Ехали Шемяка с князем можайским недолго. У леса их дожидался егерь. Отрок принял коней, Шемяка с князем углубились в лес.
Пробирались густыми кустарниками. Егерь был молчалив, помалкивал и следовавший за ним Шемяка. А можайский князь то и знай поругивал егеря. Может, охотник плохой, да и не любил ее. Но сегодня отправился в лес, дабы угодить Шемяке.
– Ты куда завел нас, пес шелудивый, – ворчал князь Иван. – Нам бы ноне на лавке полежать, а мы по кустам лазаем.
Егерь не отвечал, шел, несмотря на годы, легко, прислушиваясь к голосам загонщиков. Они должны поднять вепря и погнать его на охотников.
Но вот егерь остановился, присмотрелся. По только ему понятным признакам понял, кабан уже проходил здесь.
– Князь Иван, – сказал егерь, – тут твое место.
Отойдя в сторону, поставил Шемяку, а неподалеку остановился и сам.
Шум, крики усилились. Затрещали ветки. Егерь поднял короткое копье. Кабан хрюкал, бежал тяжело. Вот он появился на тропе, где остался князь можайский. Егерь увидел секача, большой, грудастый, клыкастая голова и короткие задние ноги. Весь он был покрыт коричневой щетиной.
На какой-то миг егерь разглядел злые глаза кабана. И еще егерь понял, секач собьет князя на своем пути, вспорет клыками.
Опустив, вепрь бежал, подминая кустарник.
И тут егерь сорвался с места, метнулся наперерез кабану, заступил ему дорогу. Выставив пику, он уже ждал, что сейчас случится. Закричали мужики загонщики, а секач в своей ярости сбил егеря, тряхнул клыкастой головой и, подминая заросли, уходил своей дорогой.
Загонщики подняли окровавленного егеря, понесли из леса.
Чуть погодя подошел Шемяка, сказал раздраженно:
– Какого вепря упустили! Постарел, егерь, постарел…
Глава 22
Трещали деревья на морозе, и в серебристом свете на чистом небе плясали звезды.
Замирали лес и поле.
Но вот по-разбойному засвистит ветер, погонит тучи, и в диком танце разгуляются снежные буруны.

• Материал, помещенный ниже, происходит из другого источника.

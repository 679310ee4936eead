use crate::error::{PixiError, Result};
use chrono::{DateTime, Utc};
use colored::*;
use log::{Level, LevelFilter, Metadata, Record};
use once_cell::sync::Lazy;
use serde::{Deserialize, Serialize};
use std::fs::{File, OpenOptions};
use std::io::{self, Write};
use std::str::FromStr;
use std::sync::Mutex;
use std::time::{Duration, Instant};
use uuid::Uuid;

static PIXI_LOGGER: Lazy<PixiLogger> = Lazy::new(PixiLogger::new);

pub fn init() -> Result<()> {
    init_with_config(LoggerConfig::default())
}

pub fn init_with_config(config: LoggerConfig) -> Result<()> {
    let filter = config.min_level.to_level_filter();
    PIXI_LOGGER.update_config(config)?;

    log::set_logger(&*PIXI_LOGGER)
        .map_err(|e| PixiError::Config(format!("Failed to set logger: {}", e)))?;
    log::set_max_level(filter);
    Ok(())
}

#[derive(Debug, Clone, Copy, PartialEq, Eq, PartialOrd, Ord, Serialize, Deserialize)]
#[serde(rename_all = "UPPERCASE")]
pub enum LogLevel {
    Trace,
    Debug,
    Info,
    Warn,
    Error,
}

impl LogLevel {
    pub fn color(&self) -> Color {
        match self {
            LogLevel::Trace => Color::Cyan,
            LogLevel::Debug => Color::Blue,
            LogLevel::Info => Color::Green,
            LogLevel::Warn => Color::Yellow,
            LogLevel::Error => Color::Red,
        }
    }

    pub fn emoji(&self) -> &'static str {
        match self {
            LogLevel::Trace => "🔍",
            LogLevel::Debug => "🐛",
            LogLevel::Info => "💡",
            LogLevel::Warn => "⚠️",
            LogLevel::Error => "❌",
        }
    }

    pub fn as_str(&self) -> &'static str {
        match self {
            LogLevel::Trace => "TRACE",
            LogLevel::Debug => "DEBUG",
            LogLevel::Info => "INFO",
            LogLevel::Warn => "WARN",
            LogLevel::Error => "ERROR",
        }
    }

    pub fn to_level_filter(&self) -> LevelFilter {
        match self {
            LogLevel::Trace => LevelFilter::Trace,
            LogLevel::Debug => LevelFilter::Debug,
            LogLevel::Info => LevelFilter::Info,
            LogLevel::Warn => LevelFilter::Warn,
            LogLevel::Error => LevelFilter::Error,
        }
    }
}

impl From<Level> for LogLevel {
    fn from(level: Level) -> Self {
        match level {
            Level::Trace => LogLevel::Trace,
            Level::Debug => LogLevel::Debug,
            Level::Info => LogLevel::Info,
            Level::Warn => LogLevel::Warn,
            Level::Error => LogLevel::Error,
        }
    }
}

impl FromStr for LogLevel {
    type Err = String;

    fn from_str(s: &str) -> std::result::Result<Self, Self::Err> {
        match s.to_ascii_lowercase().as_str() {
            "trace" => Ok(LogLevel::Trace),
            "debug" => Ok(LogLevel::Debug),
            "info" => Ok(LogLevel::Info),
            "warn" | "warning" => Ok(LogLevel::Warn),
            "error" => Ok(LogLevel::Error),
            other => Err(format!("unknown log level '{}'", other)),
        }
    }
}

/// One emitted record, as written in JSON mode.
#[derive(Debug, Clone, Serialize, Deserialize)]
pub struct LogEntry {
    pub id: String,
    pub timestamp: DateTime<Utc>,
    pub level: LogLevel,
    pub message: String,
    pub module: String,
    pub file: String,
    pub line: u32,
    /// Milliseconds since the logger was created.
    pub uptime_ms: u64,
}

impl LogEntry {
    fn from_record(record: &Record, uptime: Duration) -> Self {
        Self {
            id: Uuid::new_v4().to_string(),
            timestamp: Utc::now(),
            level: record.level().into(),
            message: record.args().to_string(),
            module: record.module_path().unwrap_or("unknown").to_string(),
            file: record.file().unwrap_or("unknown").to_string(),
            line: record.line().unwrap_or(0),
            uptime_ms: uptime.as_millis() as u64,
        }
    }
}

#[derive(Debug, Clone)]
pub struct LoggerConfig {
    pub min_level: LogLevel,
    pub show_colors: bool,
    pub show_emojis: bool,
    pub show_module: bool,
    pub show_file_location: bool,
    pub timestamp_format: String,
    pub output_json: bool,
    pub log_file_path: Option<String>,
}

impl Default for LoggerConfig {
    fn default() -> Self {
        Self {
            min_level: LogLevel::Info,
            show_colors: true,
            show_emojis: true,
            show_module: true,
            show_file_location: false,
            timestamp_format: "%Y-%m-%d %H:%M:%S%.3f".to_string(),
            output_json: false,
            log_file_path: None,
        }
    }
}

impl LoggerConfig {
    pub fn new() -> Self {
        Self::default()
    }

    pub fn with_level(mut self, level: LogLevel) -> Self {
        self.min_level = level;
        self
    }

    pub fn with_colors(mut self, enabled: bool) -> Self {
        self.show_colors = enabled;
        self
    }

    pub fn with_json_output(mut self, enabled: bool) -> Self {
        self.output_json = enabled;
        self
    }

    pub fn with_file_output(mut self, path: impl Into<String>) -> Self {
        self.log_file_path = Some(path.into());
        self
    }

    pub fn production() -> Self {
        Self {
            min_level: LogLevel::Info,
            show_colors: false,
            show_emojis: false,
            output_json: true,
            ..Default::default()
        }
    }

    pub fn development() -> Self {
        Self {
            min_level: LogLevel::Debug,
            show_file_location: true,
            ..Default::default()
        }
    }

    /// Debug and trace get the development layout (file locations shown).
    pub fn for_level(level: LogLevel) -> Self {
        let base = if level <= LogLevel::Debug {
            Self::development()
        } else {
            Self::default()
        };
        base.with_level(level)
    }
}

/// Console logger for the `log` facade. Writes to stderr so stdout stays
/// free for command output, and optionally mirrors to a file.
pub struct PixiLogger {
    config: Mutex<LoggerConfig>,
    log_file: Mutex<Option<File>>,
    start_time: Instant,
}

impl PixiLogger {
    pub fn new() -> Self {
        Self {
            config: Mutex::new(LoggerConfig::default()),
            log_file: Mutex::new(None),
            start_time: Instant::now(),
        }
    }

    pub fn update_config(&self, new_config: LoggerConfig) -> Result<()> {
        let file = match &new_config.log_file_path {
            Some(path) => Some(
                OpenOptions::new()
                    .create(true)
                    .append(true)
                    .open(path)
                    .map_err(|e| {
                        PixiError::Config(format!("Cannot open log file '{}': {}", path, e))
                    })?,
            ),
            None => None,
        };

        if let Ok(mut log_file) = self.log_file.lock() {
            *log_file = file;
        }
        if let Ok(mut config) = self.config.lock() {
            *config = new_config;
        }
        Ok(())
    }

    fn format_line(entry: &LogEntry, config: &LoggerConfig) -> String {
        if config.output_json {
            return serde_json::to_string(entry).unwrap_or_default();
        }

        let mut output = String::new();

        let timestamp = entry.timestamp.format(&config.timestamp_format).to_string();
        if config.show_colors {
            output.push_str(&format!("{} ", timestamp.bright_black()));
        } else {
            output.push_str(&format!("{} ", timestamp));
        }

        let level = if config.show_emojis {
            format!("{} {}", entry.level.emoji(), entry.level.as_str())
        } else {
            entry.level.as_str().to_string()
        };
        if config.show_colors {
            output.push_str(&format!("[{}] ", level.color(entry.level.color()).bold()));
        } else {
            output.push_str(&format!("[{}] ", level));
        }

        if config.show_module && !entry.module.is_empty() {
            if config.show_colors {
                output.push_str(&format!("{}: ", entry.module.bright_blue()));
            } else {
                output.push_str(&format!("{}: ", entry.module));
            }
        }

        output.push_str(&entry.message);

        if config.show_file_location {
            let location = format!("{}:{}", entry.file, entry.line);
            if config.show_colors {
                output.push_str(&format!(" ({})", location.bright_black()));
            } else {
                output.push_str(&format!(" ({})", location));
            }
        }

        output
    }
}

impl Default for PixiLogger {
    fn default() -> Self {
        Self::new()
    }
}

impl log::Log for PixiLogger {
    fn enabled(&self, metadata: &Metadata) -> bool {
        match self.config.lock() {
            Ok(config) => metadata.level() <= config.min_level.to_level_filter(),
            Err(_) => true,
        }
    }

    fn log(&self, record: &Record) {
        if !self.enabled(record.metadata()) {
            return;
        }

        let entry = LogEntry::from_record(record, self.start_time.elapsed());
        let Ok(config) = self.config.lock() else {
            return;
        };

        eprintln!("{}", Self::format_line(&entry, &config));

        if let Ok(mut guard) = self.log_file.lock() {
            if let Some(file) = guard.as_mut() {
                // Files never get ANSI escapes.
                let plain = LoggerConfig {
                    show_colors: false,
                    ..config.clone()
                };
                let _ = writeln!(file, "{}", Self::format_line(&entry, &plain));
            }
        }
    }

    fn flush(&self) {
        let _ = io::stderr().flush();
        if let Ok(mut guard) = self.log_file.lock() {
            if let Some(file) = guard.as_mut() {
                let _ = file.flush();
            }
        }
    }
}

/// Logs how long an operation took when dropped.
pub struct Timer {
    start: Instant,
    name: String,
}

impl Timer {
    pub fn new(name: &str) -> Self {
        log::debug!("⏱️  Starting: {}", name);
        Self {
            start: Instant::now(),
            name: name.to_string(),
        }
    }

    pub fn elapsed(&self) -> Duration {
        self.start.elapsed()
    }
}

impl Drop for Timer {
    fn drop(&mut self) {
        log::info!(
            "⏱️  {} finished in {}ms",
            self.name,
            self.elapsed().as_millis()
        );
    }
}

pub fn timer(name: &str) -> Timer {
    Timer::new(name)
}

pub fn log_startup_info(app_name: &str, version: &str, config: &crate::config::Config) {
    log::info!("🚀 Starting {} v{}", app_name, version);
    match &config.endpoint {
        Some(endpoint) => log::info!("🌐 Generation endpoint: {}", endpoint),
        None => log::warn!("No generation endpoint configured"),
    }
}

С трудом удержав рванувшую дверь, Вассиан вышел в белесую мглу, и сразу же его едва не сбил с ног ветер. Он налетал порывисто, чтобы вскорости воротиться еще большим ударом.
Епископ придержал полы тулупа, нахлобучил заячий треух. Где-то в выси протяжно звякнул колокол. То церковный пономарь подавал знаки помощи заплутавшим путникам.
Ночь давно перевалила на вторую половину, и Тверь еще не пробуждалась.
Вчерашним вечером Вассиан был у князя Бориса, когда тот получил тревожную новость, что Шемяка захватил великий стол и казнил Василия.
Что предпримет Борис, смирится ли со злодейством Шемяки, епископ не знал, ибо, покидая дворцовые хоромы, он оставил князя в озабоченности.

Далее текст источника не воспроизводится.